Na maioria das vezes minha tática até que funcionou, embora tenha alimentado, em algumas ocasiões, um certo ódio (mais do que ciúmes) da minha irmã porque, embora ela não soubesse, eu estava sendo zuado por causa dela. O fato é que tolerei por muito tempo esse assédio cruzado como se eu tivesse de pagar nessa vida algum pecado masculino cometido em outra encarnação.

Agora, quinze anos se passaram e aqueles velhos pressentimentos reapareceram, de forma mais dolorida e em ações mais sutis. Desta vez, o alvo são as minhas filhas, um golpe ainda mais duro na hombridade. O tom continua sendo de brincadeira, agora com um verniz juvenil, mas a vertente permanece machista e o resultado, uma ofensa muitas vezes difícil de digerir.

Se no passado eu me recolhi, até porque naqueles anos de Teste de Fidelidade e Banheira do Gugu essas angústias não tinham tanta ressonância na sociedade, hoje eu uso as armas que tenho à disposição  para combater essas pequenas agressões, que vitimizam meninas e meninos.

Não quero que meu filho sofra o mesmo bullying que sofri (na época nem tinha esse nome moderno) só porque tem duas irmãs. Não quero que o autor dessa pequena violência seja o seu filho, muito menos o meu filho. Mais do que isso, quero que as minhas filhas e todas as meninas cresçam e vivam numa sociedade menos machista, onde homens e mulheres se respeitem de forma igual. Elas não são mercadorias e você, por mais que seja meu brother, não pode tratar nenhuma delas dessa maneira hostil.

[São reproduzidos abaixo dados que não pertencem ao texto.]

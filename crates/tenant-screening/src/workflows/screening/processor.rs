use std::sync::{Arc, Mutex, PoisonError};
use std::time::Duration;

use chrono::{DateTime, Utc};
use serde::Serialize;
use tokio::sync::watch;
use tokio::time::{interval, MissedTickBehavior};
use tracing::{debug, error, info, warn};

use crate::config::ScreeningConfig;

use super::repository::{ApplicationStatus, ScreeningRepository};
use super::service::{ScreeningService, ScreeningServiceError};

#[derive(Debug, Clone, Copy, PartialEq, Eq)]
pub struct ProcessorConfig {
    pub batch_size: usize,
    pub poll_interval: Duration,
}

impl From<&ScreeningConfig> for ProcessorConfig {
    fn from(config: &ScreeningConfig) -> Self {
        Self {
            batch_size: config.batch_size.max(1),
            poll_interval: config.poll_interval,
        }
    }
}

/// Running totals across every batch the processor has handled.
#[derive(Debug, Clone, Default, PartialEq, Eq, Serialize)]
pub struct ProcessorStats {
    pub total_processed: u64,
    pub successful: u64,
    pub failed: u64,
    pub batches: u64,
    pub last_batch_at: Option<DateTime<Utc>>,
}

/// Outcome of a single batch.
#[derive(Debug, Clone, Copy, Default, PartialEq, Eq, Serialize)]
pub struct BatchSummary {
    pub processed: usize,
    pub successful: usize,
    pub failed: usize,
}

/// Polls the repository for pending applications and screens them in
/// batches.
pub struct ScreeningProcessor<R> {
    service: Arc<ScreeningService<R>>,
    config: ProcessorConfig,
    stats: Mutex<ProcessorStats>,
}

impl<R> ScreeningProcessor<R>
where
    R: ScreeningRepository + 'static,
{
    pub fn new(service: Arc<ScreeningService<R>>, config: ProcessorConfig) -> Self {
        Self {
            service,
            config,
            stats: Mutex::new(ProcessorStats::default()),
        }
    }

    pub fn stats(&self) -> ProcessorStats {
        self.stats.lock().unwrap_or_else(PoisonError::into_inner).clone()
    }

    /// Screen up to `batch_size` pending applications, one after another.
    /// A screening that ends in a failed status counts as failed. Records
    /// claimed elsewhere after the batch was read are skipped and not
    /// counted.
    pub async fn run_once(&self) -> Result<BatchSummary, ScreeningServiceError> {
        let pending = self.service.pending(self.config.batch_size)?;
        let mut summary = BatchSummary::default();
        if pending.is_empty() {
            debug!("no pending applications");
            return Ok(summary);
        }

        for record in pending {
            match self.service.screen(&record.application_id).await {
                Ok(screened) => {
                    summary.processed += 1;
                    if screened.status == ApplicationStatus::Failed {
                        summary.failed += 1;
                    } else {
                        summary.successful += 1;
                    }
                }
                Err(ScreeningServiceError::NotScreenable { status, .. }) => {
                    debug!(
                        application_id = %record.application_id,
                        status = status.label(),
                        "application already handled"
                    );
                }
                Err(err) => {
                    warn!(application_id = %record.application_id, error = %err, "screening failed");
                    summary.processed += 1;
                    summary.failed += 1;
                }
            }
        }

        {
            let mut stats = self.stats.lock().unwrap_or_else(PoisonError::into_inner);
            stats.total_processed += summary.processed as u64;
            stats.successful += summary.successful as u64;
            stats.failed += summary.failed as u64;
            stats.batches += 1;
            stats.last_batch_at = Some(Utc::now());
        }

        info!(
            processed = summary.processed,
            successful = summary.successful,
            failed = summary.failed,
            "screening batch complete"
        );
        Ok(summary)
    }

    /// Process batches every `poll_interval` until `shutdown` reads `true` or
    /// its sender is dropped. Returns the accumulated statistics.
    pub async fn run(&self, mut shutdown: watch::Receiver<bool>) -> ProcessorStats {
        let mut ticker = interval(self.config.poll_interval);
        ticker.set_missed_tick_behavior(MissedTickBehavior::Delay);
        info!(
            batch_size = self.config.batch_size,
            poll_interval_secs = self.config.poll_interval.as_secs(),
            "screening processor started"
        );

        loop {
            if *shutdown.borrow() {
                break;
            }
            tokio::select! {
                _ = ticker.tick() => {
                    if let Err(err) = self.run_once().await {
                        error!(error = %err, "unable to load pending applications");
                    }
                }
                changed = shutdown.changed() => {
                    if changed.is_err() {
                        break;
                    }
                }
            }
        }

        let stats = self.stats();
        info!(
            total_processed = stats.total_processed,
            successful = stats.successful,
            failed = stats.failed,
            "screening processor stopped"
        );
        stats
    }
}
use crate::config::ConfigError;
use crate::telemetry::TelemetryError;
use crate::workflows::screening::{
    OrchestratorError, RepositoryError, ScreeningServiceError,
};
use axum::http::StatusCode;
use axum::response::{IntoResponse, Response};
use axum::Json;
use serde_json::json;
use std::fmt;

#[derive(Debug)]
pub enum AppError {
    Config(ConfigError),
    Telemetry(TelemetryError),
    Io(std::io::Error),
    Server(axum::Error),
    Input(serde_json::Error),
    Orchestrator(OrchestratorError),
    Screening(ScreeningServiceError),
}

impl fmt::Display for AppError {
    fn fmt(&self, f: &mut fmt::Formatter<'_>) -> fmt::Result {
        match self {
            AppError::Config(err) => write!(f, "configuration error: {}", err),
            AppError::Telemetry(err) => write!(f, "telemetry error: {}", err),
            AppError::Io(err) => write!(f, "io error: {}", err),
            AppError::Server(err) => write!(f, "server error: {}", err),
            AppError::Input(err) => write!(f, "invalid submission: {}", err),
            AppError::Orchestrator(err) => write!(f, "orchestration error: {}", err),
            AppError::Screening(err) => write!(f, "screening error: {}", err),
        }
    }
}

impl std::error::Error for AppError {
    fn source(&self) -> Option<&(dyn std::error::Error + 'static)> {
        match self {
            AppError::Config(err) => Some(err),
            AppError::Telemetry(err) => Some(err),
            AppError::Io(err) => Some(err),
            AppError::Server(err) => Some(err),
            AppError::Input(err) => Some(err),
            AppError::Orchestrator(err) => Some(err),
            AppError::Screening(err) => Some(err),
        }
    }
}

impl IntoResponse for AppError {
    fn into_response(self) -> Response {
        let status = match &self {
            AppError::Input(_) | AppError::Screening(ScreeningServiceError::Validation(_)) => {
                StatusCode::BAD_REQUEST
            }
            AppError::Screening(ScreeningServiceError::Repository(RepositoryError::NotFound)) => {
                StatusCode::NOT_FOUND
            }
            AppError::Orchestrator(err) if err.is_not_found() => StatusCode::NOT_FOUND,
            AppError::Config(_)
            | AppError::Telemetry(_)
            | AppError::Io(_)
            | AppError::Server(_)
            | AppError::Orchestrator(_)
            | AppError::Screening(_) => StatusCode::INTERNAL_SERVER_ERROR,
        };

        let body = Json(json!({ "error": self.to_string() }));
        (status, body).into_response()
    }
}

impl From<ConfigError> for AppError {
    fn from(value: ConfigError) -> Self {
        Self::Config(value)
    }
}

impl From<TelemetryError> for AppError {
    fn from(value: TelemetryError) -> Self {
        Self::Telemetry(value)
    }
}

impl From<std::io::Error> for AppError {
    fn from(value: std::io::Error) -> Self {
        Self::Io(value)
    }
}

impl From<axum::Error> for AppError {
    fn from(value: axum::Error) -> Self {
        Self::Server(value)
    }
}

impl From<serde_json::Error> for AppError {
    fn from(value: serde_json::Error) -> Self {
        Self::Input(value)
    }
}

impl From<OrchestratorError> for AppError {
    fn from(value: OrchestratorError) -> Self {
        Self::Orchestrator(value)
    }
}

impl From<ScreeningServiceError> for AppError {
    fn from(value: ScreeningServiceError) -> Self {
        Self::Screening(value)
    }
}

#[cfg(test)]
mod tests {
    use super::*;
    use crate::workflows::screening::{ContextError, ScreeningId, SubmissionError};

    #[test]
    fn maps_unknown_screening_to_not_found() {
        let err = AppError::from(OrchestratorError::Context(ContextError::ScreeningNotFound(
            ScreeningId("SCR-20250101-DEADBEEF".to_string()),
        )));
        assert_eq!(err.into_response().status(), StatusCode::NOT_FOUND);
    }

    #[test]
    fn maps_validation_errors_to_bad_request() {
        let err = AppError::from(ScreeningServiceError::Validation(
            SubmissionError::MissingField("applicant.ssn"),
        ));
        assert_eq!(err.into_response().status(), StatusCode::BAD_REQUEST);
    }

    #[test]
    fn maps_configuration_errors_to_internal_error() {
        let err = AppError::from(ConfigError::InvalidPort);
        assert_eq!(err.into_response().status(), StatusCode::INTERNAL_SERVER_ERROR);
    }
}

Eis abaixo as respostas que queria dar (não o fiz pessoalmente para não perder a amizade) para cada um dos comentários torpes que vira-e-mexe ouço por aí, na rua, no bar, na minha casa, no meu trabalho, na brinquedoteca do condomínio.

Não, eu não sou fornecedor de ninguém só porque tenho duas meninas. Você é quem deve parar de consumir essa cultura retrógrada para ensinar melhores valores ao seu filho.

Não, eu não serei o sogro do seu filho a não ser que uma das minhas filhas ou o meu filho (eles podem ser gays, já imaginou?) queiram.

Não, seu filho não vai ficar com as minhas duas filhas só porque elas são “iguais”.

Não, meu filho caçula não veio para botar ordem na casa.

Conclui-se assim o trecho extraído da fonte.